Il breach CrowdStrike
Infine, il mese di luglio è stato segnato da uno dei più gravi incidenti informatici della storia, derivante da un aggiornamento “buggato” del software di sicurezza “CrowdStrike”. L’aggiornamento in questione, distribuito su milioni di dispositivi in tutto il mondo, includeva un file danneggiato che ha compromesso l’operatività di sistemi IT e servizi correlati, generando la nota schermata blu di errore denominata “Blue Screen of Death” (BSOD).
Il 19 luglio, a causa del breach, molti voli sono stati cancellati, molte operazioni ospedaliere sono state rinviate e tanti altri settori sono stati danneggiati dall’incidente. Solo quattro giorni dopo, l’Autorità Garante ha deciso di avviare degli accertamenti sugli effetti del blocco informatico, sulla base delle notifiche di data breach ricevute.
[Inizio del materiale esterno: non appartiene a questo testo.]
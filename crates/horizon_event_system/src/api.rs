/// High-level API functions for creating and managing Horizon systems
use crate::*;

/// Creates a complete event system with full GORC integration
/// 
/// This is the recommended way to create an event system for games that need
/// object replication capabilities.
/// 
/// # Arguments
/// 
/// * `server_context` - Server context providing access to core services
/// 
/// # Returns
/// 
/// Returns a tuple of (EventSystem, CompleteGorcSystem) ready for use
/// 
/// # Examples
/// 
/// ```rust,no_run
/// use horizon_event_system::{create_complete_horizon_system, ServerContext, PlayerId, Vec3, EventSystem, LogLevel, ServerError, RegionId, GorcInstanceManager};
/// use std::sync::Arc;
/// use std::pin::Pin;
/// use async_trait::async_trait;
/// 
/// #[derive(Debug)]
/// struct MyServerContext {
///     events: Arc<EventSystem>,
///     region_id: RegionId,
/// }
/// 
/// #[async_trait]
/// impl ServerContext for MyServerContext {
///     fn events(&self) -> Arc<EventSystem> {
///         self.events.clone()
///     }
///     
///     fn region_id(&self) -> RegionId {
///         self.region_id
///     }
///     
///     fn log(&self, level: LogLevel, message: &str) {
///         println!("[{:?}] {}", level, message);
///     }
///     
///     async fn send_to_player(&self, _player_id: PlayerId, _data: &[u8]) -> Result<(), ServerError> {
///         Ok(())
///     }
///     
///     async fn broadcast(&self, _data: &[u8]) -> Result<(), ServerError> {
///         Ok(())
///     }
///     
///     fn luminal_handle(&self) -> luminal::Handle {
///         let rt = luminal::Runtime::new().expect("Failed to create luminal runtime");
///         rt.handle().clone()
///     }
///     
///     fn gorc_instance_manager(&self) -> Option<Arc<GorcInstanceManager>> {
///         None
///     }
/// }
/// 
/// impl MyServerContext {
///     fn new() -> Self { 
///         Self {
///             events: Arc::new(EventSystem::new()),
///             region_id: RegionId::new(),
///         }
///     }
/// }
/// 
/// async fn example() -> Result<(), Box<dyn std::error::Error>> {
///     let server_context = Arc::new(MyServerContext::new());
///     let (events, _gorc_system) = create_complete_horizon_system(server_context)?;
///     
///     // Use the event system for traditional events
///     // events.on_core("server_started", |event: ServerStartedEvent| {
///     //     println!("Server online!");
///     //     Ok(())
///     // }).await?;
///     Ok(())
/// }
/// ```
pub fn create_complete_horizon_system(
    server_context: Arc<dyn ServerContext>
) -> Result<(Arc<EventSystem>, CompleteGorcSystem), gorc::GorcError> {
    let gorc_system = gorc::utils::create_complete_gorc_system(server_context)?;
    let event_system = Arc::new(EventSystem::with_gorc(gorc_system.instance_manager.clone()));

    Ok((event_system, gorc_system))
}

/// Creates a lightweight event system without GORC for simple use cases
/// 
/// This creates just the basic event system without object replication capabilities.
/// Use this for simpler applications that don't need advanced replication features.
/// 
/// # Returns
/// 
/// Returns an Arc<EventSystem> ready for basic event handling
/// 
/// # Examples
/// 
/// ```rust,no_run
/// use horizon_event_system::{create_simple_horizon_system, PlayerConnectedEvent};
/// 
/// async fn example() -> Result<(), Box<dyn std::error::Error>> {
///     let events = create_simple_horizon_system();
///     
///     events.on_core("player_connected", |event: PlayerConnectedEvent| {
///         println!("Player {} connected", event.player_id);
///         Ok(())
///     }).await?;
///     Ok(())
/// }
/// ```
pub fn create_simple_horizon_system() -> Arc<EventSystem> {
    create_horizon_event_system()
}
Il commento di Agostino Ghiglia: da MOAB a BSOD
L’accaduto sta facendo riflettere gli esperti sulle conseguenze derivanti dalla dipendenza ad una ristrettissima cerchia di provider / fornitori di sistemi IT, peraltro tutti di proprietà privata. Secondo le ricerche di Synergy Research Group, il 67% del mercato globale dei servizi cloud è dominato da sole tre piattaforme.
“Il mondo iperconnesso nelle mani di pochi potrebbe trasformarsi d’improvviso, per accidente o volontà, in un mondo iperbloccato”, ha dichiarato Agostino Ghiglia, Componente del Garante per la protezione dei dati personali. Dall’inizio dell’anno, ha ricordato Ghiglia, abbiamo assistito a due dei più imponenti incidenti informatici della storia: oltre al recente BSOD, a gennaio, il data breach denominato MOAB (“Mother of All Breaches”), da cui è derivata l’esposizione non autorizzata di ben 26 miliardi di dati personali, profilabili e categorizzabili. Eventi di questo tipo evidenziano la fragilità delle infrastrutture digitali globali e la necessità di una “sovranità digitale pubblica”, che consenta di assicurare la tutela dei dati personali e delle identità digitali dei cittadini.
Quali soluzioni?
Per affrontare le potenziali criticità derivanti dalla dipendenza da sistemi informativi - e da servizi erogati da un nucleo ristretto di provider - è fondamentale lavorare sull’implementazione di apposite procedure che garantiscano la business continuity, ovvero la capacità di strutture diverse di continuare a mantenere operativi i processi più critici durante un incidente informatico.
Costringere le singole organizzazioni ad investire per incrementare la propria cyber resilienza, però, non basta: serve ricercare una soluzione a monte del problema. In questa direzione vanno le recenti regolamentazioni europee, tra cui il DSA, il DMA, l’AI Act, nonché la NIS2 e tutte le altre iniziative rientranti nella strategia digitale europea . Le principali fonti comunitarie sono entrate in vigore di recente, si accingono ad entrare in vigore o sono in corso di applicazione da pochi mesi. Per questo l’attenzione dei DPO non deve mai calare: la privacy non va in vacanza.